» **Task to carry out**
Copy each line of the entries below that contains the string "Item".

********************

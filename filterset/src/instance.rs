//! Request-scoped filter set instances.
//!
//! A [`FilterSet`] is the per-request activation of a shared
//! [`FilterSchema`](crate::schema::FilterSchema). Construction does
//! four things, in order: select the subset of filters the request's
//! parameters actually reference, synthesize negated counterparts for
//! exclusion parameters, recursively build nested instances for the
//! related filters in the subset, and hold the base collection ready
//! for compilation. The shared schema is read-only throughout; every
//! filter held here is a request-scoped copy.
//!
//! Instances are cheap precisely because of subsetting: a schema with
//! deep related references only pays for the branches a request names.
//! [`SubsetMode::Full`] disables that on a derived instance for
//! callers that need the complete declarative surface, e.g. to render
//! an exhaustive input form.

use std::collections::BTreeMap;
use std::sync::Arc;

use log::trace;
use thiserror::Error;

use crate::filters::{FilterDef, EXCLUSION_MARKER};
use crate::lookups::LOOKUP_SEP;
use crate::queryable::{Predicate, Queryable};
use crate::schema::{FilterSchema, RelatedLink, SchemaRegistry};
use crate::validation::{parse_value, ValidationErrors};

/// The raw request parameter mapping. Keys are request-visible
/// parameter names (`email__endswith`, `author__email`, `email!`),
/// values are the unparsed right-hand sides.
pub type Params = BTreeMap<String, String>;

/// Split a `lhs=rhs&lhs=rhs` fragment into a [`Params`] mapping.
///
/// This is a convenience for tests and for complex operations; the
/// engine itself never touches raw HTTP input. Segments without an
/// `=` are ignored, and a repeated key keeps the last value.
pub fn parse_query(qs: &str) -> Params {
    let mut params = Params::new();
    for pair in qs.split('&') {
        if pair.is_empty() {
            continue;
        }
        let mut parts = pair.splitn(2, '=');
        if let (Some(lhs), Some(rhs)) = (parts.next(), parts.next()) {
            params.insert(lhs.to_string(), rhs.to_string());
        }
    }
    params
}

/// Errors raised when building an instance.
#[derive(Debug, Error)]
pub enum InstanceError {
    /// A schema identifier (the root's, or a related filter's lazily
    /// resolved target) is not registered.
    #[error("no filter schema `{0}` is registered")]
    UnknownSchema(String),
}

/// Whether an instance materializes only the filters the request
/// references (the default) or the whole schema.
#[derive(Debug, Clone, Copy, PartialEq, Eq, Default)]
pub enum SubsetMode {
    /// Materialize the request-referenced subset only.
    #[default]
    Request,
    /// Materialize every filter, and build nested instances for every
    /// related filter down to `depth` levels, after which nested
    /// instances subset normally. Costly; meant for form rendering.
    Full { depth: usize },
}

/// Optional construction inputs for [`FilterSet`].
#[derive(Debug, Clone, Default)]
pub struct InstanceOptions {
    /// The relationship path of this instance relative to the root,
    /// set when the instance governs a related entity.
    pub relationship: Option<String>,
    /// Naming prefix applied by rendering layers, surfaced through
    /// [`FilterSet::prefixed_name`].
    pub form_prefix: Option<String>,
    pub subset: SubsetMode,
}

#[derive(Debug)]
struct RelatedSet<'r, C: Queryable> {
    name: String,
    link: RelatedLink,
    set: FilterSet<'r, C>,
}

/// A request-scoped instance of a filter schema: the active filters
/// for one parameter mapping, the nested instances for its related
/// filters, and the collection they compile against.
#[derive(Debug)]
pub struct FilterSet<'r, C: Queryable> {
    registry: &'r SchemaRegistry,
    schema: Arc<FilterSchema>,
    params: Params,
    relationship: Option<String>,
    form_prefix: Option<String>,
    collection: C,
    active: Vec<(String, FilterDef)>,
    related_sets: Vec<RelatedSet<'r, C>>,
}

/// Join a filter name onto a relationship path.
pub(crate) fn qualify(relationship: Option<&str>, name: &str) -> String {
    match relationship {
        Some(rel) => format!("{}{}{}", rel, LOOKUP_SEP, name),
        None => name.to_string(),
    }
}

impl<'r, C: Queryable> FilterSet<'r, C> {
    /// Build an instance of schema `schema_id` for `params` over
    /// `collection`, with default options.
    pub fn new(
        registry: &'r SchemaRegistry,
        schema_id: &str,
        params: Params,
        collection: C,
    ) -> Result<Self, InstanceError> {
        Self::with_options(
            registry,
            schema_id,
            params,
            collection,
            InstanceOptions::default(),
        )
    }

    pub fn with_options(
        registry: &'r SchemaRegistry,
        schema_id: &str,
        params: Params,
        collection: C,
        options: InstanceOptions,
    ) -> Result<Self, InstanceError> {
        let schema = registry
            .schema(schema_id)
            .ok_or_else(|| InstanceError::UnknownSchema(schema_id.to_string()))?;
        let relationship = options.relationship;

        let subset: Vec<FilterDef> = match options.subset {
            SubsetMode::Request => schema.filter_subset(
                params.keys().map(|k| k.as_str()),
                relationship.as_deref(),
            ),
            SubsetMode::Full { .. } => schema.filters().cloned().collect(),
        };

        // Exclusion expansion: each filter whose negated parameter is
        // present gets a flipped copy keyed `name!`, kept alongside
        // the positive entry.
        let mut active = Vec::with_capacity(subset.len());
        for f in subset {
            let exclude_name = format!("{}{}", f.name(), EXCLUSION_MARKER);
            let has_exclusion = params.contains_key(&qualify(relationship.as_deref(), &exclude_name));
            let name = f.name().to_string();
            active.push((name, f.clone()));
            if has_exclusion {
                active.push((exclude_name, f.negated()));
            }
        }

        // Nested instances for the related filters in the subset; the
        // relationship path extends by the filter's name at each
        // level. Recursion terminates because each level subsets
        // against the same finite parameter set.
        let mut related_sets = Vec::new();
        for (name, link) in schema.related() {
            if !active.iter().any(|(n, _)| n == name) {
                continue;
            }
            let child_subset = match options.subset {
                SubsetMode::Full { depth } if depth > 0 => SubsetMode::Full { depth: depth - 1 },
                _ => SubsetMode::Request,
            };
            let set = FilterSet::with_options(
                registry,
                &link.target_schema,
                params.clone(),
                collection.related_collection(&link.field_path),
                InstanceOptions {
                    relationship: Some(qualify(relationship.as_deref(), name)),
                    form_prefix: options.form_prefix.clone(),
                    subset: child_subset,
                },
            )?;
            related_sets.push(RelatedSet {
                name: name.to_string(),
                link: link.clone(),
                set,
            });
        }

        Ok(Self {
            registry,
            schema,
            params,
            relationship,
            form_prefix: options.form_prefix,
            collection,
            active,
            related_sets,
        })
    }

    pub fn schema(&self) -> &FilterSchema {
        &self.schema
    }

    pub fn params(&self) -> &Params {
        &self.params
    }

    pub fn relationship(&self) -> Option<&str> {
        self.relationship.as_deref()
    }

    pub fn collection(&self) -> &C {
        &self.collection
    }

    /// The active filter mapping for this request: request-visible
    /// name to filter, exclusion copies included.
    pub fn request_filters(&self) -> impl Iterator<Item = (&str, &FilterDef)> {
        self.active.iter().map(|(n, f)| (n.as_str(), f))
    }

    /// The nested instances built for this request's related filters,
    /// keyed by the related filter's local name.
    pub fn related_filtersets(&self) -> impl Iterator<Item = (&str, &FilterSet<'r, C>)> {
        self.related_sets.iter().map(|r| (r.name.as_str(), &r.set))
    }

    /// A filter name as presented to a rendering layer, wrapped in the
    /// naming prefix when one was supplied.
    pub fn prefixed_name(&self, name: &str) -> String {
        match &self.form_prefix {
            Some(prefix) => format!("{}-{}", prefix, name),
            None => name.to_string(),
        }
    }

    fn param_value(&self, request_name: &str) -> Option<&str> {
        let param = qualify(self.relationship.as_deref(), request_name);
        self.params
            .get(&param)
            .map(|v| v.as_str())
            .filter(|v| !v.is_empty())
    }

    /// Compile the instance tree into a filtered collection.
    ///
    /// Active filters whose parameter carries a value become direct
    /// predicates. Each related filter whose nested instance received
    /// parameters scoped under its prefix is compiled recursively and
    /// folded in as a correlated sub-selection on the related entity's
    /// key; a related filter with no qualifying parameters leaves the
    /// result untouched.
    pub fn apply(&self) -> C {
        let mut collection = self.collection.clone();

        for (request_name, f) in &self.active {
            let Some(value) = self.param_value(request_name) else {
                continue;
            };
            let predicate = Predicate {
                field_path: f.field_path().to_string(),
                lookup: f.lookup(),
                value: value.to_string(),
                exclude: f.is_exclude(),
            };
            trace!(
                "schema `{}`: applying `{}` as {:?}",
                self.schema.id(),
                request_name,
                predicate
            );
            collection = collection.filter(&predicate);
        }

        for related in &self.related_sets {
            let prefix = format!(
                "{}{}",
                qualify(self.relationship.as_deref(), &related.name),
                LOOKUP_SEP
            );
            if !self.params.keys().any(|p| p.starts_with(&prefix)) {
                continue;
            }
            trace!(
                "schema `{}`: correlating `{}` through `{}`",
                self.schema.id(),
                related.name,
                related.link.field_path
            );
            let key_field = related.set.schema.key_field().to_string();
            let selection = related.set.apply().value_projection(&key_field);
            collection = collection.containment(&related.link.field_path, selection);
        }

        collection
    }

    /// Validate every active filter's parameter value against its
    /// field type and lookup.
    ///
    /// Failures are collected per filter and keyed by the locally
    /// scoped request name; nested instances validate independently
    /// and their keys are re-prefixed with the related filter's name
    /// relative to this instance, so the root sees full dotted paths
    /// while an intermediate instance sees paths scoped to itself.
    /// A failing filter never aborts validation of its siblings.
    pub fn validate(&self) -> Result<(), ValidationErrors> {
        let mut errors = ValidationErrors::new();

        for (request_name, f) in &self.active {
            let Some(value) = self.param_value(request_name) else {
                continue;
            };
            let Ok(ty) = self
                .registry
                .value_type(self.schema.entity(), f.field_path())
            else {
                // expansion already validated the path
                continue;
            };
            if let Err(e) = parse_value(ty, f.lookup(), value) {
                errors.push(request_name.clone(), e.to_string());
            }
        }

        for related in &self.related_sets {
            if let Err(nested) = related.set.validate() {
                errors.merge_nested(&related.name, nested);
            }
        }

        if errors.is_empty() {
            Ok(())
        } else {
            Err(errors)
        }
    }
}
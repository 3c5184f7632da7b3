#![cfg(test)]

use filterset::complex::{
    apply_complex, decode_complex_ops, ComplexFilterError, ComplexOpError, SetOp,
};

use crate::fixtures::{self, ids};

#[test]
fn decode_groups_and_operators() {
    let ops = decode_complex_ops("(a=1) & (b=2) | ~(c=3)", true).unwrap();
    assert_eq!(ops.len(), 3);

    assert_eq!(ops[0].querystring, "a=1");
    assert!(!ops[0].negate);
    assert_eq!(ops[0].op, Some(SetOp::And));

    assert_eq!(ops[1].querystring, "b=2");
    assert_eq!(ops[1].op, Some(SetOp::Or));

    assert_eq!(ops[2].querystring, "c=3");
    assert!(ops[2].negate);
    assert_eq!(ops[2].op, None);
}

#[test]
fn decode_single_group() {
    let ops = decode_complex_ops("(username=alice)", true).unwrap();
    assert_eq!(ops.len(), 1);
    assert_eq!(ops[0].op, None);
}

#[test]
fn decode_requires_parenthesized_groups() {
    let err = decode_complex_ops("username=alice", true).unwrap_err();
    assert!(matches!(err, ComplexOpError::Unparseable(_)));

    // negation disabled: a leading `~` is not recognized
    let err = decode_complex_ops("~(username=alice)", false).unwrap_err();
    assert!(matches!(err, ComplexOpError::Unparseable(_)));
}

#[test]
fn decode_rejects_unknown_operators() {
    let err = decode_complex_ops("(a=1) ^ (b=2)", true).unwrap_err();
    match err {
        ComplexOpError::Invalid(messages) => {
            assert!(messages[0].contains("invalid set operator"));
        }
        other => panic!("unexpected error: {:?}", other),
    }
}

#[test]
fn decode_rejects_trailing_content() {
    let err = decode_complex_ops("(a=1) junk", true).unwrap_err();
    match err {
        ComplexOpError::Invalid(messages) => {
            assert!(messages[0].contains("trailing characters"));
        }
        other => panic!("unexpected error: {:?}", other),
    }
}

#[test_log::test]
fn union_and_intersection_of_filtered_collections() {
    let (registry, store) = fixtures::env();
    let users = store.collection("user").unwrap();

    let result = apply_complex(
        &registry,
        "UserFilter",
        "(username=alice) | (username=bob)",
        users.clone(),
    )
    .unwrap();
    assert_eq!(ids(&result), vec![1, 2]);

    let result = apply_complex(
        &registry,
        "UserFilter",
        "(email__contains=example) & (age__gte=28)",
        users,
    )
    .unwrap();
    assert_eq!(ids(&result), vec![1]);
}

#[test]
fn negated_groups_complement_against_the_full_collection() {
    let (registry, store) = fixtures::env();
    let result = apply_complex(
        &registry,
        "UserFilter",
        "~(username=alice)",
        store.collection("user").unwrap(),
    )
    .unwrap();
    assert_eq!(ids(&result), vec![2, 3]);
}

#[test]
fn group_validation_failures_are_keyed_by_querystring() {
    let (registry, store) = fixtures::env();
    let err = apply_complex(
        &registry,
        "UserFilter",
        "(username=alice) & (age__lt=abc)",
        store.collection("user").unwrap(),
    )
    .unwrap_err();
    match err {
        ComplexFilterError::Validation(errors) => {
            let messages = errors.get("age__lt=abc").unwrap();
            assert!(messages[0].contains("age__lt"));
        }
        other => panic!("unexpected error: {:?}", other),
    }
}
#![cfg(test)]

//! Shared fixtures: a registry of users, notes, posts and pages, and a
//! memory store populated with a small dataset.

use filterset::entity::{EntityDef, FieldType};
use filterset::filters::{AutoFilter, FilterDef, RelatedFilter};
use filterset::lookups::Lookup;
use filterset::mock::MemoryStore;
use filterset::schema::{SchemaBuilder, SchemaRegistry};
use serde_json::json;

pub fn registry() -> SchemaRegistry {
    let mut registry = SchemaRegistry::new();

    registry
        .add_entity(
            EntityDef::new("user")
                .field("id", FieldType::Integer)
                .field("username", FieldType::Text)
                .field("email", FieldType::Text)
                .field("age", FieldType::Integer)
                .field("active", FieldType::Boolean)
                .field("joined", FieldType::DateTime),
        )
        .unwrap();
    registry
        .add_entity(
            EntityDef::new("note")
                .field("id", FieldType::Integer)
                .field("title", FieldType::Text)
                .field("content", FieldType::Text)
                .relation("author", "user"),
        )
        .unwrap();
    registry
        .add_entity(
            EntityDef::new("post")
                .field("id", FieldType::Integer)
                .field("published", FieldType::DateTime)
                .relation("note", "note"),
        )
        .unwrap();
    registry
        .add_entity(
            EntityDef::new("page")
                .field("id", FieldType::Integer)
                .field("title", FieldType::Text)
                .relation("note", "note")
                .relation("note_author", "user"),
        )
        .unwrap();

    registry
        .register(
            SchemaBuilder::new("UserFilter", "user")
                .auto(
                    AutoFilter::new("username", "username")
                        .lookups([Lookup::Exact, Lookup::Contains, Lookup::In, Lookup::Regex]),
                )
                .auto(
                    AutoFilter::new("email", "email")
                        .lookups([Lookup::Exact, Lookup::Contains, Lookup::EndsWith]),
                )
                .auto(AutoFilter::new("age", "age"))
                .filter(FilterDef::new("active", "active", Lookup::Exact))
                .auto(AutoFilter::new("joined", "joined").lookups([Lookup::Exact, Lookup::Lt])),
        )
        .unwrap();
    registry
        .register(
            SchemaBuilder::new("NoteFilter", "note")
                .auto(
                    AutoFilter::new("title", "title")
                        .lookups([Lookup::Exact, Lookup::Contains, Lookup::StartsWith]),
                )
                .related(
                    RelatedFilter::new("author", "author", "UserFilter")
                        .lookups([Lookup::In, Lookup::IsNull]),
                ),
        )
        .unwrap();
    registry
        .register(
            SchemaBuilder::new("PostFilter", "post")
                .auto(
                    AutoFilter::new("published", "published")
                        .lookups([Lookup::Exact, Lookup::Lt, Lookup::Gt]),
                )
                .related(RelatedFilter::new("note", "note", "NoteFilter")),
        )
        .unwrap();
    registry
        .register(
            SchemaBuilder::new("PageFilter", "page")
                .auto(AutoFilter::new("title", "title").lookups([Lookup::Exact]))
                .related(RelatedFilter::new("note", "note", "NoteFilter"))
                .related(RelatedFilter::new("note_author", "note_author", "UserFilter")),
        )
        .unwrap();

    registry.verify().unwrap();
    registry
}

pub fn store(registry: &SchemaRegistry) -> MemoryStore {
    MemoryStore::builder()
        .entities_from(registry)
        .rows(
            "user",
            vec![
                json!({
                    "id": 1, "username": "alice", "email": "alice@example.com",
                    "age": 30, "active": true, "joined": "2020-01-01T00:00:00Z"
                }),
                json!({
                    "id": 2, "username": "bob", "email": "bob@example.com",
                    "age": 25, "active": true, "joined": "2021-06-15T12:00:00Z"
                }),
                json!({
                    "id": 3, "username": "carol", "email": "carol@other.org",
                    "age": 35, "active": false, "joined": "2019-03-10T08:30:00Z"
                }),
            ],
        )
        .rows(
            "note",
            vec![
                json!({"id": 10, "title": "meeting notes", "content": "alpha", "author": 1}),
                json!({"id": 11, "title": "todo list", "content": "beta", "author": 2}),
                json!({"id": 12, "title": "scratch", "content": "gamma", "author": null}),
            ],
        )
        .rows(
            "post",
            vec![
                json!({"id": 100, "note": 10, "published": "2022-01-01T00:00:00Z"}),
                json!({"id": 101, "note": 11, "published": "2023-01-01T00:00:00Z"}),
                json!({"id": 102, "note": 12, "published": "2024-01-01T00:00:00Z"}),
            ],
        )
        .rows(
            "page",
            vec![
                json!({"id": 200, "title": "home", "note": 10, "note_author": 3}),
                json!({"id": 201, "title": "about", "note": 11, "note_author": 1}),
            ],
        )
        .build()
}

pub fn env() -> (SchemaRegistry, MemoryStore) {
    let registry = registry();
    let store = store(&registry);
    (registry, store)
}

/// Row ids of a filtered collection, for easy assertions.
pub fn ids(collection: &filterset::mock::MemoryCollection) -> Vec<i64> {
    collection
        .rows()
        .iter()
        .filter_map(|r| r.get("id").and_then(|v| v.as_i64()))
        .collect()
}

********************

» **Solution**
    pub fn request_filters(&self) -> impl Iterator<Item = (&str, &FilterDef)> {
    pub fn related_filtersets(&self) -> impl Iterator<Item = (&str, &FilterSet<'r, C>)> {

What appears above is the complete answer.